(Stored data entries)
════

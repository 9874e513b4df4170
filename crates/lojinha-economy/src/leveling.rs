//! Level curve and message XP.

const XP_PER_LEVEL: i64 = 100;

/// XP granted for one counted message before boosts.
pub const MESSAGE_XP: i64 = 10;

/// XP needed to leave `level`. `xp` on a user row is progress inside the
/// current level, so it always stays below this.
pub fn xp_for_next_level(level: i64) -> i64 {
    level.max(1) * XP_PER_LEVEL
}

#[derive(Debug, Clone, Copy, PartialEq, Eq)]
pub struct LevelProgress {
    pub level: i64,
    pub xp: i64,
    pub levels_gained: i64,
}

impl LevelProgress {
    pub fn leveled_up(&self) -> bool {
        self.levels_gained > 0
    }
}

/// Add `gained` XP and roll any overflow into level-ups.
pub fn apply_xp(level: i64, xp: i64, gained: i64) -> LevelProgress {
    let mut level = level.max(1);
    let mut xp = (xp + gained.max(0)).max(0);
    let mut levels_gained = 0;

    let mut needed = xp_for_next_level(level);
    while xp >= needed {
        xp -= needed;
        level += 1;
        levels_gained += 1;
        needed = xp_for_next_level(level);
    }

    LevelProgress { level, xp, levels_gained }
}

/// Message XP after the active boost multiplier, never below 1.
pub fn message_xp(multiplier: f64) -> i64 {
    let boosted = (MESSAGE_XP as f64 * multiplier).floor() as i64;
    boosted.max(1)
}

pub fn progress_percent(level: i64, xp: i64) -> f64 {
    let pct = xp as f64 / xp_for_next_level(level) as f64 * 100.0;
    pct.clamp(0.0, 100.0)
}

════

## The problem
Transcribe only the lines from the beginning of the entries to the line with "progress inside the", inclusive, exactly as written.

## Written solution
repository 9874e513b4df4170
filename crates/lojinha-economy/src/leveling.rs
//! Level curve and message XP.

const XP_PER_LEVEL: i64 = 100;

/// XP granted for one counted message before boosts.
pub const MESSAGE_XP: i64 = 10;

/// XP needed to leave `level`. `xp` on a user row is progress inside the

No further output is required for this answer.